Estimates for the margin of decline in second-quarter GDP spanned a relatively wide range. On the low end, several economists expected GDP sank as much as 40%. On the high end, Mizuho Securities economists estimated GDP declined by 25% in the second quarter. The Atlanta Federal Reserve’s closely watched GDPNow tool forecast a 32.1% decline in second-quarter GDP.
Consumer-driven downturn
The second-quarter cliff in economic activity was driven by a drop-off in consumer spending, which appeared as a 34.6% drop in the personal consumption metric in Thursday’s report, or slightly worse than had been expected. Consumer spending comprises about two-thirds of the US economy, and prior to the pandemic had been the main engine of economic growth.
But spending sputtered during the second quarter, with businesses forced to close from mid-March onward to accommodate social distancing due to the coronavirus outbreak. Spending at retailers sank by a record 14.7% in April, according to the Commerce Department, before rebounding in each of May and June.
In the second-quarter GDP report, declines across the components were broad-based. In addition to the decline in personal consumption, domestic investment fell by 49%, with subcomponents in structures, equipment and IP each tumbling. Gross private domestic investment subtracted 9.36 percentage points from headline GDP.

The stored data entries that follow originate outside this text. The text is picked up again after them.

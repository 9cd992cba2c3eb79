use log::trace;
use sqlx::SqliteConnection;

use crate::{
    db_types::{LiveSnapshot, NewLiveSnapshot},
    traits::ProductStoreError,
};

/// Appends one immutable audit record. Snapshots are insert-only; nothing in the engine ever
/// updates or deletes them.
pub async fn insert_snapshot(snapshot: NewLiveSnapshot, conn: &mut SqliteConnection) -> Result<i64, ProductStoreError> {
    let (id,): (i64,) = sqlx::query_as(
        r#"
            INSERT INTO live_snapshots (
                product_id,
                fetched_at,
                price,
                currency,
                in_stock,
                deliverable_postcode,
                ingredients_raw,
                status_code,
                source
            ) VALUES ($1, $2, $3, $4, $5, $6, $7, $8, $9)
            RETURNING id;
        "#,
    )
    .bind(snapshot.product_id)
    .bind(snapshot.fetched_at)
    .bind(snapshot.price)
    .bind(snapshot.currency)
    .bind(snapshot.in_stock.to_string())
    .bind(snapshot.deliverable_postcode)
    .bind(snapshot.ingredients_raw)
    .bind(snapshot.status_code)
    .bind(snapshot.source.to_string())
    .fetch_one(conn)
    .await?;
    trace!("🗃️ Snapshot {id} recorded for product {}", snapshot.product_id);
    Ok(id)
}

/// The audit trail for one product, oldest first.
pub async fn snapshots_for_product(
    product_id: i64,
    conn: &mut SqliteConnection,
) -> Result<Vec<LiveSnapshot>, sqlx::Error> {
    let snapshots = sqlx::query_as("SELECT * FROM live_snapshots WHERE product_id = $1 ORDER BY fetched_at ASC")
        .bind(product_id)
        .fetch_all(conn)
        .await?;
    Ok(snapshots)
}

Government spending rose 2.7%, with a 39.7% jump in non-defense spending encompassing some of the fiscal stimulus from the Coronavirus Aid, Relief, and Economic Security (CARES) Act, and outweighing a 5.6% decline in state and local government expenditures.

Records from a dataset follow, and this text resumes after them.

use std::{collections::HashMap, time::Duration};

use async_trait::async_trait;
use log::trace;
use tokio::{sync::RwLock, time::Instant};

use crate::traits::{CacheKey, LiveResult, VerificationCache};

/// In-process TTL cache for live-verification results.
///
/// Entries carry their expiry instant and are dropped lazily: reads skip expired entries, and
/// each write sweeps any entries that have lapsed. Writers race with last-writer-wins semantics,
/// which is safe because concurrent writers for the same key compute equivalent data within the
/// same verification window.
#[derive(Default)]
pub struct MemoryCache {
    entries: RwLock<HashMap<CacheKey, (Instant, LiveResult)>>,
}

impl MemoryCache {
    pub fn new() -> Self {
        Self::default()
    }

    /// Number of live (non-expired) entries.
    pub async fn len(&self) -> usize {
        let now = Instant::now();
        self.entries.read().await.values().filter(|(expires, _)| *expires > now).count()
    }

    pub async fn is_empty(&self) -> bool {
        self.len().await == 0
    }
}

#[async_trait]
impl VerificationCache for MemoryCache {
    async fn get(&self, key: &CacheKey) -> Option<LiveResult> {
        let entries = self.entries.read().await;
        match entries.get(key) {
            Some((expires, result)) if *expires > Instant::now() => {
                trace!("📦 Cache hit for {key}");
                Some(result.clone())
            },
            _ => None,
        }
    }

    async fn put(&self, key: CacheKey, value: LiveResult, ttl: Duration) {
        let now = Instant::now();
        let mut entries = self.entries.write().await;
        entries.retain(|_, (expires, _)| *expires > now);
        entries.insert(key, (now + ttl, value));
    }
}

“In contrast to prior recessions, where plunging investment and inventories have usually been the biggest drivers, the coronavirus downturn has been mainly the result of an unprecedented collapse in consumption as lockdown measures imposed in late March forced consumers to stay at home,” Ian Shepherdson, chief economist for Pantheon Macroeconomics, said July 24.
With July coming to a close, and with many states having struggled to contain a resurgence in coronavirus cases, a number of economists noted that the pace of recovery coming out of the second quarter may be slower than the quick bounce some had anticipated. The second-quarter GDP report was released at the same time Thursday morning as the Labor Department’s report on weekly unemployment claims, which showed jobless claims rose for a second-straight week during the period ended July 25 following months of improvement.

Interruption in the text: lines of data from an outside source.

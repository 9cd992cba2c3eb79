use actix_web::{
    error::ResponseError,
    http::{header::ContentType, StatusCode},
    HttpResponse,
};
use skinmatch_engine::MatchingError;
use thiserror::Error;

#[derive(Debug, Error)]
pub enum ServerError {
    #[error("Could not initialize server. {0}")]
    InitializeError(String),
    #[error("{0}")]
    InvalidRequest(String),
    #[error("An error occurred on the backend of the server. {0}")]
    BackendError(String),
    #[error("An I/O error happened in the server. {0}")]
    IOError(#[from] std::io::Error),
    #[error("UnspecifiedError. {0}")]
    Unspecified(String),
}

impl ResponseError for ServerError {
    fn status_code(&self) -> StatusCode {
        match self {
            Self::InvalidRequest(_) => StatusCode::BAD_REQUEST,
            Self::InitializeError(_) => StatusCode::INTERNAL_SERVER_ERROR,
            Self::BackendError(_) => StatusCode::INTERNAL_SERVER_ERROR,
            Self::IOError(_) => StatusCode::INTERNAL_SERVER_ERROR,
            Self::Unspecified(_) => StatusCode::INTERNAL_SERVER_ERROR,
        }
    }

    fn error_response(&self) -> HttpResponse {
        HttpResponse::build(self.status_code())
            .insert_header(ContentType::json())
            .body(serde_json::json!({ "detail": self.to_string() }).to_string())
    }
}

impl From<MatchingError> for ServerError {
    fn from(e: MatchingError) -> Self {
        if e.is_client_error() {
            Self::InvalidRequest(e.to_string())
        } else {
            Self::BackendError(e.to_string())
        }
    }
}

#[cfg(test)]
mod test {
    use actix_web::body::MessageBody;

    use super::*;

    #[test]
    fn client_errors_map_to_400_with_detail_body() {
        let err = ServerError::from(MatchingError::InvalidRequest("Country 'ZZ' is not supported".to_string()));
        assert_eq!(err.status_code(), StatusCode::BAD_REQUEST);
        let body = err.error_response().into_body().try_into_bytes().unwrap();
        let body: serde_json::Value = serde_json::from_slice(&body).unwrap();
        assert!(body["detail"].as_str().unwrap().contains("not supported"));
    }

    #[test]
    fn backend_errors_map_to_500() {
        let err = ServerError::BackendError("db gone".to_string());
        assert_eq!(err.status_code(), StatusCode::INTERNAL_SERVER_ERROR);
    }
}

“A collapse in household spending, which was already weak in the first quarter, led the plunge reflecting record job losses and closures. Shutdowns and weak demand also weighed on business and residential investment,” Rubeela Farooqi, chief US economist for High Frequency Economics, said in an email Thursday morning.
“A third-quarter bounce in GDP is looking more muted as of now, given a resurgence in virus cases that is weighing on economic activity,” Farooqi added. “Virus containment is key. Without it a more complete reopening of the economy, which is crucial for recovery, will remain out of reach.”